The Singularities by John Banville - review by Ian Critchley

Ian Critchley

Peril at Arden House

The Singularities

By

Alfred A Knopf 320pp £14.99
 

John Banville once told an interviewer that he absolutely hates being John Banville. He was contrasting his productivity as a literary novelist with his achievements writing crime fiction under the name Benjamin Black. ‘On a good day,’ he said, ‘Banville can’t write more than four hundred words … With Black it’s ten times more.’ Banville’s literary novels may be painstaking to write, but the results are usually worth it. Full of exquisite prose, humour and stunning flights of fancy, they have secured his reputation as one of the best stylists of his generation.

His new novel returns to Arden House, a crumbling old pile that was the setting of 2009’s The Infinities. In that earlier novel, scientist and ‘thoroughgoing shit’ Adam Godley was nearing the end of his life; The Singularities picks up the story several years later. Now it is Godley’s widow, Ursula, who is at death’s door. Meanwhile his daughter-in-law, Helen, is slowly pickling herself in alcohol and his son, also called Adam, has hired a biographer to set down the late scientist’s life story.

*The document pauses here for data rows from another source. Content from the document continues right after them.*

use anyhow::{Context, Result};
use chrono::{DateTime, Utc};
use clap::{Parser, Subcommand};
use wren::analytics::retention::purge_fingerprints;
use wren::config::Config;
use wren::storage::{self, StorageError};

#[derive(Parser)]
#[command(name = "wren-admin")]
#[command(about = "Wren site management CLI", long_about = None)]
struct Cli {
    #[command(subcommand)]
    command: Commands,
}

#[derive(Subcommand)]
enum Commands {
    /// Register a website so its beacons are accepted
    AddSite {
        /// Hostname as it appears in page URLs (e.g. blog.example.com)
        domain: String,
    },
    /// Remove a website together with its recorded visits
    RemoveSite { domain: String },
    /// List registered websites
    ListSites,
    /// Delete seen-visitor fingerprints older than N days
    Purge {
        #[arg(long, default_value_t = 2, value_parser = clap::value_parser!(u32).range(1..))]
        days: u32,
    },
}

/// Hostname form used as the site key: trimmed, lowercase, no scheme or path
fn normalize_domain(raw: &str) -> Result<String> {
    let candidate = raw.trim();
    let candidate = if candidate.contains("://") {
        candidate.to_string()
    } else {
        format!("https://{candidate}")
    };

    let parsed = url::Url::parse(&candidate)
        .with_context(|| format!("'{}' is not a valid domain", raw.trim()))?;
    parsed
        .host_str()
        .filter(|h| !h.is_empty())
        .map(str::to_ascii_lowercase)
        .with_context(|| format!("'{}' has no host", raw.trim()))
}

#[tokio::main]
async fn main() -> Result<()> {
    tracing_subscriber::fmt::init();

    let cli = Cli::parse();
    let config = Config::from_env()?;
    let storage = storage::connect(&config.database).await?;

    match cli.command {
        Commands::AddSite { domain } => {
            let domain = normalize_domain(&domain)?;
            match storage.register_site(&domain).await {
                Ok(site) => println!("✓ Registered '{}' (id {})", site.domain, site.id),
                Err(StorageError::Conflict) => {
                    println!("⚠ '{}' is already registered", domain)
                }
                Err(e) => return Err(e.into()),
            }
        }
        Commands::RemoveSite { domain } => {
            let domain = normalize_domain(&domain)?;
            if storage.remove_site(&domain).await? {
                println!("✓ Removed '{}' and its visits", domain);
            } else {
                println!("⚠ '{}' was not registered", domain);
            }
        }
        Commands::ListSites => {
            let sites = storage.list_sites().await?;
            if sites.is_empty() {
                println!("No websites registered.");
            } else {
                println!("{:<8} {:<40} {}", "ID", "Domain", "Created");
                println!("{}", "-".repeat(80));
                for site in sites {
                    let created = DateTime::<Utc>::from_timestamp(site.created_at, 0)
                        .map(|dt| dt.to_rfc3339())
                        .unwrap_or_else(|| site.created_at.to_string());
                    println!("{:<8} {:<40} {}", site.id, site.domain, created);
                }
            }
        }
        Commands::Purge { days } => {
            // Secrets live in the server process; only stored fingerprints are affected here
            let today = Utc::now().date_naive();
            let purged = purge_fingerprints(storage.as_ref(), today, days).await?;
            println!("✓ Purged {} fingerprint rows older than {} day(s)", purged, days);
        }
    }

    Ok(())
}

#[cfg(test)]
mod tests {
    use super::*;

    #[test]
    fn test_normalize_domain() {
        assert_eq!(normalize_domain(" Example.COM ").unwrap(), "example.com");
        assert_eq!(
            normalize_domain("https://blog.example.com/path").unwrap(),
            "blog.example.com"
        );
        assert!(normalize_domain("").is_err());
    }
}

As in The Infinities, we are in an imagined alternative universe, familiar in most ways but with the occasional off-kilter and unsettling detail slipped in. In this world, cars run on sea water and the Dutch have invaded the United States, with New York once again becoming New Amsterdam. This is all apparently due to the workings of Godley Senior’s Brahma theory, ‘a dazzling restatement of the fundamental nature of reality’ which has upset the space-time continuum and opened the door to multiple universes. In addition, we’re told that the Brahma theory has led to a sharp rise in the number of suicides. It’s not worth thinking too hard about how plausible this all is or how it has come about: one of Banville’s jokes, aimed squarely at the pretensions of academia, is that nobody, possibly not even Godley himself, understands the science. The editorial board of the journal that first published Godley’s ground-breaking work ‘were ignorant of the meta-mathematics’ in which the theory was formulated.

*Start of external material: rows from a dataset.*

//! GeoIP lookup service using MaxMind GeoLite2/GeoIP2 MMDB
//!
//! This module provides thread-safe IP geolocation using memory-mapped
//! MaxMind City databases.

use anyhow::{Context, Result};
use maxminddb::{geoip2, Mmap, Reader};
use std::net::IpAddr;
use std::sync::Arc;

use crate::analytics::models::GeoLocation;

/// IP → location resolver used by the ingestion path
pub trait GeoLookup: Send + Sync {
    fn lookup(&self, ip: IpAddr) -> GeoLocation;
}

/// Resolver used when no database is configured; everything is unknown
#[derive(Debug, Clone, Copy, Default)]
pub struct NoopGeo;

impl GeoLookup for NoopGeo {
    fn lookup(&self, _ip: IpAddr) -> GeoLocation {
        GeoLocation::default()
    }
}

/// GeoIP lookup backed by a MaxMind City database
#[derive(Clone)]
pub struct MaxMindGeo {
    city_reader: Arc<Reader<Mmap>>,
}

impl MaxMindGeo {
    /// Memory-map the GeoLite2-City or GeoIP2-City .mmdb file at `city_path`
    pub fn open(city_path: &str) -> Result<Self> {
        let reader = unsafe { Reader::open_mmap(city_path) }
            .with_context(|| format!("Failed to open GeoIP City database at {}", city_path))?;

        Ok(Self {
            city_reader: Arc::new(reader),
        })
    }

    fn extract_from_city(city: &geoip2::City, geo_location: &mut GeoLocation) {
        geo_location.country = city.country.names.english.map(|s| s.to_string());

        if let Some(subdivision) = city.subdivisions.first() {
            geo_location.region = subdivision.names.english.map(|s| s.to_string());
        }

        geo_location.city = city.city.names.english.map(|s| s.to_string());
    }
}

impl GeoLookup for MaxMindGeo {
    fn lookup(&self, ip: IpAddr) -> GeoLocation {
        let mut geo_location = GeoLocation::default();

        if let Ok(result) = self.city_reader.lookup(ip) {
            if let Ok(Some(city)) = result.decode::<geoip2::City>() {
                Self::extract_from_city(&city, &mut geo_location);
            } else if let Ok(Some(country)) = result.decode::<geoip2::Country>() {
                // Country-only databases carry no subdivision or city data
                geo_location.country = country.country.names.english.map(|s| s.to_string());
            }
        }

        geo_location
    }
}

/// Open the configured database, or fall back to [`NoopGeo`] when none is set
pub fn from_config(city_path: Option<&str>) -> Result<Arc<dyn GeoLookup>> {
    match city_path {
        Some(path) => Ok(Arc::new(MaxMindGeo::open(path)?)),
        None => Ok(Arc::new(NoopGeo)),
    }
}

#[cfg(test)]
mod tests {
    use super::*;

    #[test]
    fn test_geoip_open_invalid_path() {
        assert!(MaxMindGeo::open("/nonexistent/path.mmdb").is_err());
        assert!(from_config(Some("/nonexistent/path.mmdb")).is_err());
    }

    #[test]
    fn test_noop_geo_is_unknown() {
        let geo = from_config(None).unwrap();
        let location = geo.lookup("8.8.8.8".parse().unwrap());
        assert_eq!(location.country_or_unknown(), "Unknown");
        assert_eq!(location.region_or_unknown(), "Unknown");
        assert_eq!(location.city_or_unknown(), "Unknown");
    }
}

Into this strange, beguiling milieu step two outsiders: William Jaybey, the struggling biographer hired by Adam Godley Junior, and Felix Mordaunt, a criminal newly released from jail, who claims to have grown up at Arden House and yet finds the place subtly different from how he remembers it. He also knows the house by a different name: Coolgrange. We soon learn that Mordaunt is not who he says he is. It would be giving too much away to reveal his true identity, but suffice it to say that he is a character who has appeared in previous Banville novels. His reappearance suggests that events are about to take a dark turn.

Banville is no stranger to using recurring characters: he has, after all, written three trilogies. But The Singularities takes this to extremes. In addition to the characters that appeared in The Infinities, old Banville protagonists fill the novel, turning it into something like a literary greatest-hits collection. There are mentions of Gabriel Swan (from 1986’s Mefisto) and Cass Cleave (from the Cleave trilogy), to name just two. Banville appears to be playing a game with his readers – spot the character – though you would have to be intimately familiar with his vast oeuvre to fully appreciate all the references and in-jokes. This playful allusiveness and the slips of time from past to present and back again (Banville uses both past and present tenses, often within the same paragraph) fit perfectly with the novel’s theme of nostalgia.

You don’t read a Banville novel for the plot, and this one is no exception. Jaybey heartily dislikes his biographical subject and looks to use the biography to puncture the great scientist’s reputation. We get glimpses of Godley’s seedy life from his letters and we’re treated to a long extract from Jaybey’s work in progress, but this strand of the story never reaches a satisfying climax. And we never do get to the bottom of why Mordaunt finds Arden House both familiar and strange. Is it a result of different universes colliding? Has Mordaunt dreamed his past? Or has Godley’s Brahma theory played tricks on his mind? The lack of clarity may be deliberate, but it’s frustrating for the reader.

As with many of Banville’s novels, the real joy of the book lies in the exuberant prose. There is a madcap grandiloquence to the narrative. Occasionally this might have the reader reaching for the dictionary – in one sentence alone the words ‘haecceity’, ‘stravaging’, ‘oubliette’ and ‘zygote’ feature – but in general the book is a pleasure to read. There is a descriptive verve, too, that sometimes comes down pleasingly on the side of farce, as in the grand party scene that closes the novel, in which a peeping tom falls from a tree.

So Banville is preoccupied with how past and present intertwine – but what of the future? Will The Infinities and The Singularities be joined by a third book to form the fourth trilogy of Banville’s long writing career? I’d put good money on it. For no matter how much he says he hates being John Banville, he seems to have had the time of his life writing this novel.